== RECORDS FOR THE TASK ==

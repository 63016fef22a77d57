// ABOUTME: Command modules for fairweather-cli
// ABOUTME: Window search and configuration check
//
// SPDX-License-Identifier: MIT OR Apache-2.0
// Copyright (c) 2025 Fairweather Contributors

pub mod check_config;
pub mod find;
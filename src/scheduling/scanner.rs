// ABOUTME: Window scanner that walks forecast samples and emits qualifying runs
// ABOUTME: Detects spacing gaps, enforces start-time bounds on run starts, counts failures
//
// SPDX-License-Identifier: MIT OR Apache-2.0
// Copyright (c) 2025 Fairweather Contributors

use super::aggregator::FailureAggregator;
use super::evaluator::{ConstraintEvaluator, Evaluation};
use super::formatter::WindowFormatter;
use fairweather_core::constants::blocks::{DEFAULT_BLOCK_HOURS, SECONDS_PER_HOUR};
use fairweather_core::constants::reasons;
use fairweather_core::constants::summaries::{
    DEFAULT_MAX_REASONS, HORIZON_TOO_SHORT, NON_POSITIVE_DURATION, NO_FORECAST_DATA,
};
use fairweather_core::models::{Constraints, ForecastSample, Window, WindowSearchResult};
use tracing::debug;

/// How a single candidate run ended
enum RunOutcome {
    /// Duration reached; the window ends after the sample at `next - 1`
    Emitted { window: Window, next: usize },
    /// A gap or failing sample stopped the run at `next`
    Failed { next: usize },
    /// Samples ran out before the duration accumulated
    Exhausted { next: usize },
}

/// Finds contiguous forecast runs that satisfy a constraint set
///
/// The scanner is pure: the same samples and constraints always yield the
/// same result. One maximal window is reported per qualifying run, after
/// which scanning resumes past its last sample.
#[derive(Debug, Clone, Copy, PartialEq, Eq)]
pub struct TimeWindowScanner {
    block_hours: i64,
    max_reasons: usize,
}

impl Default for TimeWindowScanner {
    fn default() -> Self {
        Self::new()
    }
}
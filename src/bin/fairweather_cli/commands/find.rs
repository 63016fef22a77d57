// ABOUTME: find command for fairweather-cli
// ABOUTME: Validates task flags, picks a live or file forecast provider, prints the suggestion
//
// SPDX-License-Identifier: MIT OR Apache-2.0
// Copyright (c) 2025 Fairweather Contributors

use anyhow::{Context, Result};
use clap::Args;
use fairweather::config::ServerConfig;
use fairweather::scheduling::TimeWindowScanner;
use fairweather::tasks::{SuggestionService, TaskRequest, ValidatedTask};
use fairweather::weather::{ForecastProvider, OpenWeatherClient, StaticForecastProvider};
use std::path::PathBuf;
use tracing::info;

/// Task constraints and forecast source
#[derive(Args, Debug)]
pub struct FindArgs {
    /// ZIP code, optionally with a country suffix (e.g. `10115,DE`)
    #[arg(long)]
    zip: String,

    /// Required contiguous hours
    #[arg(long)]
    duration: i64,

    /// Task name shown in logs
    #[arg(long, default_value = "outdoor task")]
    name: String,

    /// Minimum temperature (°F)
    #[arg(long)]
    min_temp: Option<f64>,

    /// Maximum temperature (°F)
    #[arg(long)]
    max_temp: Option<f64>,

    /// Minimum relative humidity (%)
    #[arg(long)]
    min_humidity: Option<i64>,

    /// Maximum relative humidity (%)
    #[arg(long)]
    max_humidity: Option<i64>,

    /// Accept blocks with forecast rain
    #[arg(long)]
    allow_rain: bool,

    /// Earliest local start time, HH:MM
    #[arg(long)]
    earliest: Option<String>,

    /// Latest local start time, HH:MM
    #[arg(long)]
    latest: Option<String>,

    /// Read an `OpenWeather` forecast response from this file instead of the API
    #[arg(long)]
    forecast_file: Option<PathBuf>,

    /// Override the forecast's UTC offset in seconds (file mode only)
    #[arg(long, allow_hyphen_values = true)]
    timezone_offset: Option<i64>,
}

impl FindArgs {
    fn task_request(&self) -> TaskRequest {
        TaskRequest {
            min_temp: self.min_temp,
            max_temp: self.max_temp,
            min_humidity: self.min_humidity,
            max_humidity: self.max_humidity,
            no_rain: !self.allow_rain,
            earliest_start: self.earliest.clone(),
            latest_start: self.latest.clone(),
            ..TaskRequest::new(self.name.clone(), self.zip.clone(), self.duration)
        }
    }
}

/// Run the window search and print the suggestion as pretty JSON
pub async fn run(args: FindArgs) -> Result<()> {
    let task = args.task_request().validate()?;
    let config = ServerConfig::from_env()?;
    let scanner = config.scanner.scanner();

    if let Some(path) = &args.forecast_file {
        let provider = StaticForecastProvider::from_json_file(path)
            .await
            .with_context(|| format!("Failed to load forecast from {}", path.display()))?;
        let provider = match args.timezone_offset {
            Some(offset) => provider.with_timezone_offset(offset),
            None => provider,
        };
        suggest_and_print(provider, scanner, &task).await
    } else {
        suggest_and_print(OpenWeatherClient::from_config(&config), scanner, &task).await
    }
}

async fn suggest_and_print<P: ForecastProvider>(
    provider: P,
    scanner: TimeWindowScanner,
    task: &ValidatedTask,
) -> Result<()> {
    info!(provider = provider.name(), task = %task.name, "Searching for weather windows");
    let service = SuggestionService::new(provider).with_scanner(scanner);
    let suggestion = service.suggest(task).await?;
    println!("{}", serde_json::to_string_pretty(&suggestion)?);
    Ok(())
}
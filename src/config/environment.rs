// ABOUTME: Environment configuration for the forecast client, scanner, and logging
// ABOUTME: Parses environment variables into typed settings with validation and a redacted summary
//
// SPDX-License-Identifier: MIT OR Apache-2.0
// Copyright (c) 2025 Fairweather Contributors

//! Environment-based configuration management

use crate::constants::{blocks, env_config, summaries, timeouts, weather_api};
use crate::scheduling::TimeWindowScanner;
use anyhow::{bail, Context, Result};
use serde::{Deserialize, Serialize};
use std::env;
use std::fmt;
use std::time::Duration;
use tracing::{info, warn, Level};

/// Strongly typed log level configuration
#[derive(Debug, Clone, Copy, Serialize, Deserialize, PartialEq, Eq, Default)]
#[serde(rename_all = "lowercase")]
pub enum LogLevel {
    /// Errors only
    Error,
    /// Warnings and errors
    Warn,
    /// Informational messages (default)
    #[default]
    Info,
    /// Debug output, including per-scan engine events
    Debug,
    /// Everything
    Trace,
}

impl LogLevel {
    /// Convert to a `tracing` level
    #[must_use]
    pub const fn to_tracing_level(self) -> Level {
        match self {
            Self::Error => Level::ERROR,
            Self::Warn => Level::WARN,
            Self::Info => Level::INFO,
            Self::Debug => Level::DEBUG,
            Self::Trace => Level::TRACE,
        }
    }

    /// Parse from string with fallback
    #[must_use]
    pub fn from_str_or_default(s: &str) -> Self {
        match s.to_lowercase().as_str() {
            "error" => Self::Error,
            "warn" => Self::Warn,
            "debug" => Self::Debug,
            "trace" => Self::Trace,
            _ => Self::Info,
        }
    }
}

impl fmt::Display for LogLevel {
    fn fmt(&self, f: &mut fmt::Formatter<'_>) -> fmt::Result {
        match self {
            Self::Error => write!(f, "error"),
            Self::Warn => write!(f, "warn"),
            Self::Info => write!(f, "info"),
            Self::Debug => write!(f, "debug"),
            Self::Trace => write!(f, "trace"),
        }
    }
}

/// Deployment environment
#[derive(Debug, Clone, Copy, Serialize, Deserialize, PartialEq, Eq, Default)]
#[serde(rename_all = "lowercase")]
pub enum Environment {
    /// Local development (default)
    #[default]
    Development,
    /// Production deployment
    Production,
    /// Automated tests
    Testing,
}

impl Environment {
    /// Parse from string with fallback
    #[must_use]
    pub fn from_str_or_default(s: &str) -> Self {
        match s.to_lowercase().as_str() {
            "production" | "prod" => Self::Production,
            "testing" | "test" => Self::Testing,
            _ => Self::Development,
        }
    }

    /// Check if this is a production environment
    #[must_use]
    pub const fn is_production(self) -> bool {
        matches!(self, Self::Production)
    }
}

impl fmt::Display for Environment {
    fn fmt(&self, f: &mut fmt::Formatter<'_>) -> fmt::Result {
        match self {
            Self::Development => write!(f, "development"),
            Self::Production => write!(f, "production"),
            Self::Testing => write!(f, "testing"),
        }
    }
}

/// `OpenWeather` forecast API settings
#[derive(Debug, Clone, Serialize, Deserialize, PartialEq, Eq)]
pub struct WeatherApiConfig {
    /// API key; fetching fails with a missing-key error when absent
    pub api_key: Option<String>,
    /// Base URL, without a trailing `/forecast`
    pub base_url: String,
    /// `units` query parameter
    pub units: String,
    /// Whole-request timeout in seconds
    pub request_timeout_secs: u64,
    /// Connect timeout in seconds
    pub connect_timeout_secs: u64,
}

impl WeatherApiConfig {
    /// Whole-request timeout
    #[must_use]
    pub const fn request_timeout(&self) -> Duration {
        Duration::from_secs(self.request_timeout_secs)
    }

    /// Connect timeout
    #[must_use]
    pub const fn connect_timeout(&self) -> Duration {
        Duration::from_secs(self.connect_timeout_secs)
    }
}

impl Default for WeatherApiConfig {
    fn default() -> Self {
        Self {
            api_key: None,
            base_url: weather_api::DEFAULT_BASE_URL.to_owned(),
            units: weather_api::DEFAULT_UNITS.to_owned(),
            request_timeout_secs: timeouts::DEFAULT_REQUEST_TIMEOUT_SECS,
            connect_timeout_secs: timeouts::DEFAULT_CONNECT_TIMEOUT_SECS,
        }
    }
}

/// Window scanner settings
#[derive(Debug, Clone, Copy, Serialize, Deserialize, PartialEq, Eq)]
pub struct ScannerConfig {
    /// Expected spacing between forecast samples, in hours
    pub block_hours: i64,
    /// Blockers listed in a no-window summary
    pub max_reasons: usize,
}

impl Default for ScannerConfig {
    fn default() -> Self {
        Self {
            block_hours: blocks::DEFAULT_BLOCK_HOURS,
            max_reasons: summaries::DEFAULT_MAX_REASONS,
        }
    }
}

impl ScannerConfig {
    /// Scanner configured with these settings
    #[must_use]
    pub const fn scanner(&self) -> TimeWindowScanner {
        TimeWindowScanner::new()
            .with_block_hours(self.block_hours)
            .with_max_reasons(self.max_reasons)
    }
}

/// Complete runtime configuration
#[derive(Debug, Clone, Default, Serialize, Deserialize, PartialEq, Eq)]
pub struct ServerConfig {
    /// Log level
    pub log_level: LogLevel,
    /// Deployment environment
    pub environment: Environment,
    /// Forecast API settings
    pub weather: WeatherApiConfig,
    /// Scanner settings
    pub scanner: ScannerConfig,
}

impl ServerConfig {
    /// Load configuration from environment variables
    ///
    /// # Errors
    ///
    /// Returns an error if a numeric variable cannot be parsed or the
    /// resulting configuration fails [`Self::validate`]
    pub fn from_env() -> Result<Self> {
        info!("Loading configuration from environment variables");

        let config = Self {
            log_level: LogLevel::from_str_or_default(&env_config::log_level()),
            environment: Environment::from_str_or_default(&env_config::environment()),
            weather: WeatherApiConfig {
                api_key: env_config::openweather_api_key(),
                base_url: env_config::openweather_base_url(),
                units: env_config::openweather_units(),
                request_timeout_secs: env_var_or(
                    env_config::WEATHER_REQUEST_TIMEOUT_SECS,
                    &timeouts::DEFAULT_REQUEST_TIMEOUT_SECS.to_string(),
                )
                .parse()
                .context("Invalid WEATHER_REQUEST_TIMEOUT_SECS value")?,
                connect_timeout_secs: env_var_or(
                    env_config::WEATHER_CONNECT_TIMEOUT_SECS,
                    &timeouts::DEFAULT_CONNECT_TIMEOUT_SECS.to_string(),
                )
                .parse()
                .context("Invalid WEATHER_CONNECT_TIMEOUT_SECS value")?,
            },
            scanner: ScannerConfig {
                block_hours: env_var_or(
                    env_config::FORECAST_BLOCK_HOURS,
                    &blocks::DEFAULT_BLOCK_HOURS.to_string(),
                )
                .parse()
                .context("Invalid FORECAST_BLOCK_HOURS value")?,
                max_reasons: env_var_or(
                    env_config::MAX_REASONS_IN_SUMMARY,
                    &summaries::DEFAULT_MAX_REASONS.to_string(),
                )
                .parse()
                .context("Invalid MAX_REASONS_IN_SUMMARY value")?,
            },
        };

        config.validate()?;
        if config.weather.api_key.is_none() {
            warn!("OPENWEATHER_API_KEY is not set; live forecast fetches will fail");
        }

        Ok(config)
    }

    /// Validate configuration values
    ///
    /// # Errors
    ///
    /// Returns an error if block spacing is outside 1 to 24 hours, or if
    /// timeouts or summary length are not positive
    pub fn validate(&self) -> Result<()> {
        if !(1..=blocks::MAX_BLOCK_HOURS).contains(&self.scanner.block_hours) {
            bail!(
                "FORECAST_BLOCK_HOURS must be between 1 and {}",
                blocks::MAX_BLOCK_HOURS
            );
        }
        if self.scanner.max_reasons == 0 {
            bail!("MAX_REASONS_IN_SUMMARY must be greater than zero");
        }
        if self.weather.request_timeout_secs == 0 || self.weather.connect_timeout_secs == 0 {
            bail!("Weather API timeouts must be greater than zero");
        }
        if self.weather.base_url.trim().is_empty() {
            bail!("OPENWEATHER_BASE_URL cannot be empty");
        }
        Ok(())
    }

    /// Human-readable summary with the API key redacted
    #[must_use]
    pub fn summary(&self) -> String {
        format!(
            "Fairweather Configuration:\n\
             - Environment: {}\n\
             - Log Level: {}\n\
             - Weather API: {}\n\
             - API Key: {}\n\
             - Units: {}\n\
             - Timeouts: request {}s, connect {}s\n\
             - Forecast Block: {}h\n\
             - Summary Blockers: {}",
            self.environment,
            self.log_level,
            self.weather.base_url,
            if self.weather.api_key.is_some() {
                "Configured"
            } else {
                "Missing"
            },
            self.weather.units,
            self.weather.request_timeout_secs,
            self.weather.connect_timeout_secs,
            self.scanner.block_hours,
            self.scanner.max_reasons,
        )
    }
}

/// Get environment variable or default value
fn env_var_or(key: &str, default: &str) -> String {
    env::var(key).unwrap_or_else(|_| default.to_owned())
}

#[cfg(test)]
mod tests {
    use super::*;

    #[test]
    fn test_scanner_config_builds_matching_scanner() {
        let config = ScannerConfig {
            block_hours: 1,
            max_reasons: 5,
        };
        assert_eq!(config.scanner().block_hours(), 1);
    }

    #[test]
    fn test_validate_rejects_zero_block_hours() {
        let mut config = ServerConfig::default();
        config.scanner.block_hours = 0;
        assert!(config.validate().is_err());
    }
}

==

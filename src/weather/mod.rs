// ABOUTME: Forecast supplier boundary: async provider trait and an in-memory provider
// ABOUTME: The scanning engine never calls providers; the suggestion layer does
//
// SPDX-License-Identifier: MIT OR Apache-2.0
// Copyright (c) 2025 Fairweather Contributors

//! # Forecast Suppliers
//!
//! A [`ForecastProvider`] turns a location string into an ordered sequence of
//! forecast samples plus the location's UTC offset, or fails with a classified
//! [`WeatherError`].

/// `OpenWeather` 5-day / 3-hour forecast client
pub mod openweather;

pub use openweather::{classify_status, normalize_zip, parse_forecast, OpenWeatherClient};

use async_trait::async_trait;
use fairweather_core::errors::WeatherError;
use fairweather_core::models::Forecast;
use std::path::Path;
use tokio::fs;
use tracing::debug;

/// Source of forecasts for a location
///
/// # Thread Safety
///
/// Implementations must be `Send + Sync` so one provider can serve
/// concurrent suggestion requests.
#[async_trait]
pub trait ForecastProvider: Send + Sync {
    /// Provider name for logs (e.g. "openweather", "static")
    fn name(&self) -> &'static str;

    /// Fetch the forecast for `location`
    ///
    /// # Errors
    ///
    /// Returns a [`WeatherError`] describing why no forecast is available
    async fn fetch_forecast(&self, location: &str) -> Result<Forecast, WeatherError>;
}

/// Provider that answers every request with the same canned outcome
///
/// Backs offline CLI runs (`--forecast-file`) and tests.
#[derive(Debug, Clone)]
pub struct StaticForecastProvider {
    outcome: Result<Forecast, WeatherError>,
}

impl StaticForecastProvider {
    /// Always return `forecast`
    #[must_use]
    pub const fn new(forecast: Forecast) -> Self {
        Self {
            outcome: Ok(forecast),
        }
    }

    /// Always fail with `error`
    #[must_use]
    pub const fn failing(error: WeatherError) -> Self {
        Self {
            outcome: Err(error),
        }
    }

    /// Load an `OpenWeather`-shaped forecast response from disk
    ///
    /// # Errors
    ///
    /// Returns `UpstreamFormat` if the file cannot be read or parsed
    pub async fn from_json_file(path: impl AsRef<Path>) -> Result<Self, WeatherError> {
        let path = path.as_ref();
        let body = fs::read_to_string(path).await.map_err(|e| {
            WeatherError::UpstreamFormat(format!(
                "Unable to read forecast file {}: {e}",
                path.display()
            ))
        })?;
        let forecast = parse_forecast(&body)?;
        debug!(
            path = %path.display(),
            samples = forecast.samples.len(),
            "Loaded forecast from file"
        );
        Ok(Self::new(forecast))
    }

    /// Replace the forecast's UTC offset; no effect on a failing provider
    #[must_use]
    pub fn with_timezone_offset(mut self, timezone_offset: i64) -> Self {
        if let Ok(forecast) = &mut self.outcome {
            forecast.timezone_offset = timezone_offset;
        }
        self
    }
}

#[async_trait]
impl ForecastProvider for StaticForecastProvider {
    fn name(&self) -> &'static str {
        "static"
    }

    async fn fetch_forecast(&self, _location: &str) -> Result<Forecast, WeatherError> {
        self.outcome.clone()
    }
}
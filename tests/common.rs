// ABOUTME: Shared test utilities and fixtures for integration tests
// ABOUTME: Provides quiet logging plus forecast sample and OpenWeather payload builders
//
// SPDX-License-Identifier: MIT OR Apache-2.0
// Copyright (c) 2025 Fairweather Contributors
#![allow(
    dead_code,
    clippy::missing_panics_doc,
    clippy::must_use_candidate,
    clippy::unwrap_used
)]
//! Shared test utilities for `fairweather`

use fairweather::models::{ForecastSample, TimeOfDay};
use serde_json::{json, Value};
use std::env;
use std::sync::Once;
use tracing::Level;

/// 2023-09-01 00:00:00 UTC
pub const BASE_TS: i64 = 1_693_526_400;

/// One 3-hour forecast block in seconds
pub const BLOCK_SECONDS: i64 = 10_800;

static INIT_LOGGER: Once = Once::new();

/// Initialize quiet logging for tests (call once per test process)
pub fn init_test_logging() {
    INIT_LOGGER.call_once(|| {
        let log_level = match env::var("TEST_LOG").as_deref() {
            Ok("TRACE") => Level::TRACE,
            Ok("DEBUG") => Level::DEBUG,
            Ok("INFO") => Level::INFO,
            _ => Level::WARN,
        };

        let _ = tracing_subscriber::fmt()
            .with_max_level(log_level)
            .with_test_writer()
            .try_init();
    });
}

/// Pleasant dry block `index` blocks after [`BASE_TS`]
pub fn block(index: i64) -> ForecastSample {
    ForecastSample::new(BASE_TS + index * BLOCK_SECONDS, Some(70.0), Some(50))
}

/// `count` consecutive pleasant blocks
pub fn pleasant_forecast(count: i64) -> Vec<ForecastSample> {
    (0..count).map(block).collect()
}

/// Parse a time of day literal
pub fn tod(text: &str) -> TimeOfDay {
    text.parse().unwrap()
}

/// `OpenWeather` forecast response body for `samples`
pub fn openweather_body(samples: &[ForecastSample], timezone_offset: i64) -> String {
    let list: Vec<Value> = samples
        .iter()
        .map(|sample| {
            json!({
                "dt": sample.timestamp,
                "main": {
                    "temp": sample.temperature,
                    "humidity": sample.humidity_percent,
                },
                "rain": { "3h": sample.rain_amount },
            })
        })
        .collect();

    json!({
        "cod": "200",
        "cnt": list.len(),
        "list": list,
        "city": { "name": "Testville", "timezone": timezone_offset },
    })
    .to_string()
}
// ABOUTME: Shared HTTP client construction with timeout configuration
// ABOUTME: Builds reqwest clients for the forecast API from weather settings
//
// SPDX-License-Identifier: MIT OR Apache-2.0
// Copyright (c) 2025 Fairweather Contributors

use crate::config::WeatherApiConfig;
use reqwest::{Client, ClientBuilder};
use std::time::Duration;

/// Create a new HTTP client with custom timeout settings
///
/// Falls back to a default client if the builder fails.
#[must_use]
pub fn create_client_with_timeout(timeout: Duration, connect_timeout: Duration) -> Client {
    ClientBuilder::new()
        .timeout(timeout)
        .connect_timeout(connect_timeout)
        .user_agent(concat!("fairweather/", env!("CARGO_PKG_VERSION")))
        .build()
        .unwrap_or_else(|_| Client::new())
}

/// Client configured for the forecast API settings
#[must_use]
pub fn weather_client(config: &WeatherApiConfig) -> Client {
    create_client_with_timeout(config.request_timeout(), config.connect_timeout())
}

==

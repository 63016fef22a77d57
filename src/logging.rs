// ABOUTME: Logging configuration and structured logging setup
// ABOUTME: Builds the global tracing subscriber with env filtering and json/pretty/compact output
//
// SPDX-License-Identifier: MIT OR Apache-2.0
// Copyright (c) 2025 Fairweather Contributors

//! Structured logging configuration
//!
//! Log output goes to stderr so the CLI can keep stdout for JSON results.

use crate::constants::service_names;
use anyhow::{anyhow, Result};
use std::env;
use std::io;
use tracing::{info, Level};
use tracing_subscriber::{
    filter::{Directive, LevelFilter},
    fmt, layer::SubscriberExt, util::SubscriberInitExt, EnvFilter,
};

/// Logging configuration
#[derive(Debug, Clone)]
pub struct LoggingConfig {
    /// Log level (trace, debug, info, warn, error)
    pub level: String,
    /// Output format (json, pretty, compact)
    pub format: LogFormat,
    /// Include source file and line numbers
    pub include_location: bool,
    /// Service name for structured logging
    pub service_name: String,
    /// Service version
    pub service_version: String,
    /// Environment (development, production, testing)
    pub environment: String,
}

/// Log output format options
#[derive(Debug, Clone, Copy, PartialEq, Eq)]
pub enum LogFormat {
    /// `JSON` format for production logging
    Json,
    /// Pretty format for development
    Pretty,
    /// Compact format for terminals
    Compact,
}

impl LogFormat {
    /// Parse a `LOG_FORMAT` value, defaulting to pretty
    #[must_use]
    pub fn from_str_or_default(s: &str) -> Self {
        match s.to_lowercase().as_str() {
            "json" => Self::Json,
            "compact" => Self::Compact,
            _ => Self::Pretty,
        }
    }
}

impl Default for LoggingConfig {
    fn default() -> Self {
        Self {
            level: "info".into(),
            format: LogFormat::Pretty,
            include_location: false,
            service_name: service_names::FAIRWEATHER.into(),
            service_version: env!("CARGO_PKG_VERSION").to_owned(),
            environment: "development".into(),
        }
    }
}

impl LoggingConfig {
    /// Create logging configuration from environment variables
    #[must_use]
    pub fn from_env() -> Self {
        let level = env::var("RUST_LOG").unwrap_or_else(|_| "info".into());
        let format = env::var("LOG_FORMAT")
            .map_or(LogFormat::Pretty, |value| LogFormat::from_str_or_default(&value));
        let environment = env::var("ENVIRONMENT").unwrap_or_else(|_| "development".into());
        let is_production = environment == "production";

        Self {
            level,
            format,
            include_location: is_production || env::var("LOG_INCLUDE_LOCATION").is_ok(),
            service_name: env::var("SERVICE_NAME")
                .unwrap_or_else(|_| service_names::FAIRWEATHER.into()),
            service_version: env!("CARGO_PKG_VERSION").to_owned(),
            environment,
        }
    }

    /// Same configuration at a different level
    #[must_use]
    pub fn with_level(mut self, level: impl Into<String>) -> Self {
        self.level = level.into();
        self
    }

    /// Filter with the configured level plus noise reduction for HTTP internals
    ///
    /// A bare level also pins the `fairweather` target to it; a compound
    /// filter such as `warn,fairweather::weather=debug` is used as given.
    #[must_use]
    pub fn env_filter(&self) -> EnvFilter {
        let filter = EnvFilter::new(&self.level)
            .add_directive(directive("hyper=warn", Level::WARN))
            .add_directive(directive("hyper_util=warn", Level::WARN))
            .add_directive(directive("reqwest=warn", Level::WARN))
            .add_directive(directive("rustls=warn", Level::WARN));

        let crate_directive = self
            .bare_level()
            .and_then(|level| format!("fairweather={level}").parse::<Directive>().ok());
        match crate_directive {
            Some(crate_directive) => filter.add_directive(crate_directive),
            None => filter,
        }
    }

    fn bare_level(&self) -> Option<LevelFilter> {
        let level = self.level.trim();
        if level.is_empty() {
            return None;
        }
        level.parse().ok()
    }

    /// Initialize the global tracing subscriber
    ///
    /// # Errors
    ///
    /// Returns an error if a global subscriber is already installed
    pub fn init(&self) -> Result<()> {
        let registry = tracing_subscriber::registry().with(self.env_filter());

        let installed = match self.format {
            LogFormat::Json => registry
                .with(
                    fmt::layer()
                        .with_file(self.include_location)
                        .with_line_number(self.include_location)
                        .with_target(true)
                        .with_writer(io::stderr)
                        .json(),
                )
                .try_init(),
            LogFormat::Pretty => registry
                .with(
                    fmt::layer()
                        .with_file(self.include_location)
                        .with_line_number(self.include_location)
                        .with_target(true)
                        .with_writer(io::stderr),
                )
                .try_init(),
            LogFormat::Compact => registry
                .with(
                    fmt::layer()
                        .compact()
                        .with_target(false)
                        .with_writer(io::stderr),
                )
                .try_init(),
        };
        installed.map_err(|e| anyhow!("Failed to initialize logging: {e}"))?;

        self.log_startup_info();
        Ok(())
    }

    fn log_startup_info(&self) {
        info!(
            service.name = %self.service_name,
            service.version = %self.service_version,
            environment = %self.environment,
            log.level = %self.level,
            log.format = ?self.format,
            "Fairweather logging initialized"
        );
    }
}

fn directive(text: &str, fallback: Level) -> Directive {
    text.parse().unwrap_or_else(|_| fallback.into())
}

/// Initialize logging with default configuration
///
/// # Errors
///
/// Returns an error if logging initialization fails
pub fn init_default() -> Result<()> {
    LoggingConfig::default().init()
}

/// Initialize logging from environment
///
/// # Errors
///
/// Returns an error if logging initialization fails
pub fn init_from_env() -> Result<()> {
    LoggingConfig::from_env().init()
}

== INSTRUCTIONS FOR THE TASK ==
Every line above that holds the word "tests" needs to be copied.

== ANSWER SPACE ==
    /// Automated tests
mod tests {
/// Backs offline CLI runs (`--forecast-file`) and tests.
filename tests/common.rs
// ABOUTME: Shared test utilities and fixtures for integration tests
/// Initialize quiet logging for tests (call once per test process)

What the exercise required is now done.